First of all I would like to say I’m very, very pleased w/the quality and engineering of the IONIC DYNAMICS kit pieces, to be fiberglass they are of excellent quality, thickness, and overall fitment. I chose this kit because of the very economical price and the “sharp” angle of the kit really compliments my Mitsubishi Galant GTZ Trunk Spoiler. My Maxima is not lowered so I do not ever have to worry about scraping it on anything. The Stillen kit still looks really good but “everyone” has the Stillen kit. Greg from CustomMaxima.com called me about doing the Skyline body kit and dual exhaust for his upcoming ad but I kindly declined because I would have had to drive my car 16 hours from Georgia to Connecticut to get the and the kit is too aggressive for me. And with any aftermarket body kit front bumper replacement you can only use the top billet grill you cannot use the bottom billet grill. And I have both top and bottom billet grills and I really like the look of my front end w/the Stillen front lip. The Sarona is a nice kit too but w/so many quality control, and fitment problems I went away from it. Also I have read many bad posts/threads about the bad fitment and quality of the Skyline kit and the Sarona kit.
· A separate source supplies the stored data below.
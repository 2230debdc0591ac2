use tracing::debug;

use crate::content::Clip;

use super::PlaybackBackend;

/// Video clips of one game with a single selected clip
#[derive(Debug)]
pub struct ClipGallery<B> {
    clips: Vec<Clip>,
    selected: usize,
    playing: bool,
    backend: B,
}

impl<B: PlaybackBackend> ClipGallery<B> {
    pub fn new(clips: Vec<Clip>, backend: B) -> Self {
        Self {
            clips,
            selected: 0,
            playing: false,
            backend,
        }
    }

    pub fn clips(&self) -> &[Clip] {
        &self.clips
    }

    pub fn selected(&self) -> usize {
        self.selected
    }

    pub fn current(&self) -> Option<&Clip> {
        self.clips.get(self.selected)
    }

    pub fn is_playing(&self) -> bool {
        self.playing
    }

    pub fn toggle_play(&mut self) -> bool {
        if self.playing {
            self.stop();
        } else if let Some(clip) = self.clips.get(self.selected) {
            match self.backend.play(&clip.src, 0.0) {
                Ok(()) => self.playing = true,
                Err(e) => {
                    debug!(clip = %clip.title, error = %e, "clip did not start");
                    self.playing = false;
                }
            }
        }
        self.playing
    }

    pub fn stop(&mut self) {
        if self.playing {
            self.backend.pause();
        }
        self.playing = false;
    }

    /// Select another clip; playback stops
    pub fn select(&mut self, index: usize) {
        if index < self.clips.len() && index != self.selected {
            self.stop();
            self.selected = index;
        }
    }

    pub fn next(&mut self) {
        if !self.clips.is_empty() {
            self.select((self.selected + 1) % self.clips.len());
        }
    }

    pub fn prev(&mut self) {
        if !self.clips.is_empty() {
            self.select((self.selected + self.clips.len() - 1) % self.clips.len());
        }
    }
}

#[cfg(test)]
mod tests {
    use super::*;
    use crate::media::testing::ScriptedBackend;

    fn clips() -> Vec<Clip> {
        ["trailer", "gameplay", "dev diary"]
            .iter()
            .map(|t| Clip {
                title: t.to_string(),
                src: format!("{t}.mp4"),
            })
            .collect()
    }

    #[test]
    fn test_play_stop() {
        let mut gallery = ClipGallery::new(clips(), ScriptedBackend::default());
        assert!(gallery.toggle_play());
        assert!(!gallery.toggle_play());
        assert_eq!(gallery.backend.pauses, 1);
    }

    #[test]
    fn test_rejection_reverts() {
        let backend = ScriptedBackend {
            reject: true,
            ..Default::default()
        };
        let mut gallery = ClipGallery::new(clips(), backend);
        assert!(!gallery.toggle_play());
        assert!(!gallery.is_playing());
    }

    #[test]
    fn test_selection_wraps_and_stops() {
        let mut gallery = ClipGallery::new(clips(), ScriptedBackend::default());
        gallery.toggle_play();
        gallery.prev();
        assert_eq!(gallery.selected(), 2);
        assert!(!gallery.is_playing());
        gallery.next();
        assert_eq!(gallery.current().unwrap().title, "trailer");
    }
}
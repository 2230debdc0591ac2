use ratatui::{
    style::{Modifier, Style},
    text::{Line, Span},
    widgets::{Block, Borders, Clear, Paragraph},
    Frame,
};

use crate::app::App;
use crate::input::Action;
use crate::widgets::text::centered_rect;

/// Actions listed in the help popup, in display order
const HELP_ENTRIES: [(Action, &str); 17] = [
    (Action::ScrollDown, "Scroll down / next item"),
    (Action::ScrollUp, "Scroll up / previous item"),
    (Action::ScrollHalfPageDown, "Half page down"),
    (Action::ScrollHalfPageUp, "Half page up"),
    (Action::JumpToTop, "Top of page"),
    (Action::JumpToBottom, "Bottom of page"),
    (Action::NextPage, "Next page"),
    (Action::PrevPage, "Previous page"),
    (Action::FocusNext, "Focus next section"),
    (Action::RailForward, "Rail forward"),
    (Action::RailBackward, "Rail back"),
    (Action::TogglePlay, "Play / pause"),
    (Action::SeekForward, "Seek +5s"),
    (Action::NextTrack, "Next track"),
    (Action::OpenLink, "Open contact link"),
    (Action::ToggleReducedMotion, "Toggle reduced motion"),
    (Action::Quit, "Quit"),
];

pub struct HelpPopup;

impl HelpPopup {
    pub fn render(frame: &mut Frame, app: &App) {
        let theme = &app.theme;
        let height = HELP_ENTRIES.len() as u16 + 4;
        let area = centered_rect(48, height, frame.area());

        let mut lines: Vec<Line> = HELP_ENTRIES
            .iter()
            .filter_map(|(action, label)| {
                let key = app.keymap.describe(*action)?;
                Some(Line::from(vec![
                    Span::styled(format!(" {key:>8}  "), Style::default().fg(theme.accent)),
                    Span::styled(*label, Style::default().fg(theme.fg0)),
                ]))
            })
            .collect();
        lines.push(Line::from(""));
        lines.push(Line::from(Span::styled(
            "    1-4 jump to a page, any key closes",
            Style::default().fg(theme.muted),
        )));

        let block = Block::default()
            .title(" Keys ")
            .borders(Borders::ALL)
            .border_style(Style::default().fg(theme.accent))
            .style(Style::default().bg(theme.bg1))
            .title_style(Style::default().add_modifier(Modifier::BOLD));

        frame.render_widget(Clear, area);
        frame.render_widget(Paragraph::new(lines).block(block), area);
    }
}
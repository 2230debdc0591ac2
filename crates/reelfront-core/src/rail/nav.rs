use serde::{Deserialize, Serialize};

/// Direction of a manual rail jump
#[derive(Debug, Clone, Copy, PartialEq, Eq, Serialize, Deserialize)]
#[serde(rename_all = "lowercase")]
pub enum Direction {
    Forward,
    Backward,
}

impl Direction {
    pub fn sign(self) -> f64 {
        match self {
            Direction::Forward => 1.0,
            Direction::Backward => -1.0,
        }
    }
}

/// Signed distance of one jump: a fraction of the visible width, so the
/// neighbouring card stays partly in view as a paging cue
pub fn jump_distance(direction: Direction, visible_width: f64, fraction: f64) -> f64 {
    if !visible_width.is_finite() || visible_width <= 0.0 {
        return 0.0;
    }
    direction.sign() * visible_width * fraction
}
//! Gruvbox
//! https://github.com/morhetz/gruvbox

use ratatui::style::Color;

use crate::theme::Theme;

pub fn dark() -> Theme {
    Theme {
        bg0: Color::Rgb(0x28, 0x28, 0x28),
        bg1: Color::Rgb(0x3c, 0x38, 0x36),
        bg2: Color::Rgb(0x50, 0x49, 0x45),
        fg0: Color::Rgb(0xfb, 0xf1, 0xc7),
        fg1: Color::Rgb(0xeb, 0xdb, 0xb2),
        muted: Color::Rgb(0x92, 0x83, 0x74),
        accent: Color::Rgb(0xfe, 0x80, 0x19),
        accent_alt: Color::Rgb(0xfa, 0xbd, 0x2f),
        highlight: Color::Rgb(0x66, 0x5c, 0x54),
        error: Color::Rgb(0xfb, 0x49, 0x34),
        success: Color::Rgb(0xb8, 0xbb, 0x26),
    }
}

pub fn light() -> Theme {
    Theme {
        bg0: Color::Rgb(0xfb, 0xf1, 0xc7),
        bg1: Color::Rgb(0xeb, 0xdb, 0xb2),
        bg2: Color::Rgb(0xd5, 0xc4, 0xa1),
        fg0: Color::Rgb(0x28, 0x28, 0x28),
        fg1: Color::Rgb(0x3c, 0x38, 0x36),
        muted: Color::Rgb(0x92, 0x83, 0x74),
        accent: Color::Rgb(0xaf, 0x3a, 0x03),
        accent_alt: Color::Rgb(0xb5, 0x76, 0x14),
        highlight: Color::Rgb(0xbd, 0xae, 0x93),
        error: Color::Rgb(0x9d, 0x00, 0x06),
        success: Color::Rgb(0x79, 0x74, 0x0e),
    }
}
I have not seen any bad posts about the Ionic Dynamics kit as far as quality of the fiberglass or fitment. I have seen many posts on how most people don’t like the design and how it looks. In my opinion out of all the kits the IONIC DYNAMICS kit is the right compliment to the Maxima besides the Stillen or Sarona kit if you are going for the “smooth” not-to-aggressive-look and at it’s economical price and “ease” of installation it is hard to beat. Also these skirts are wider and extend down the body of the car more than the Stillen kit which to me gives the Maxima more “wide-body” appeal. IONIC DYNAMICS now has a Full body Kit at a very reasonable price-front lip, side skirts, and your choice of the two piece rear or one piece wrap around rear valance pieces as they used to only make the side skirts and rear valance. 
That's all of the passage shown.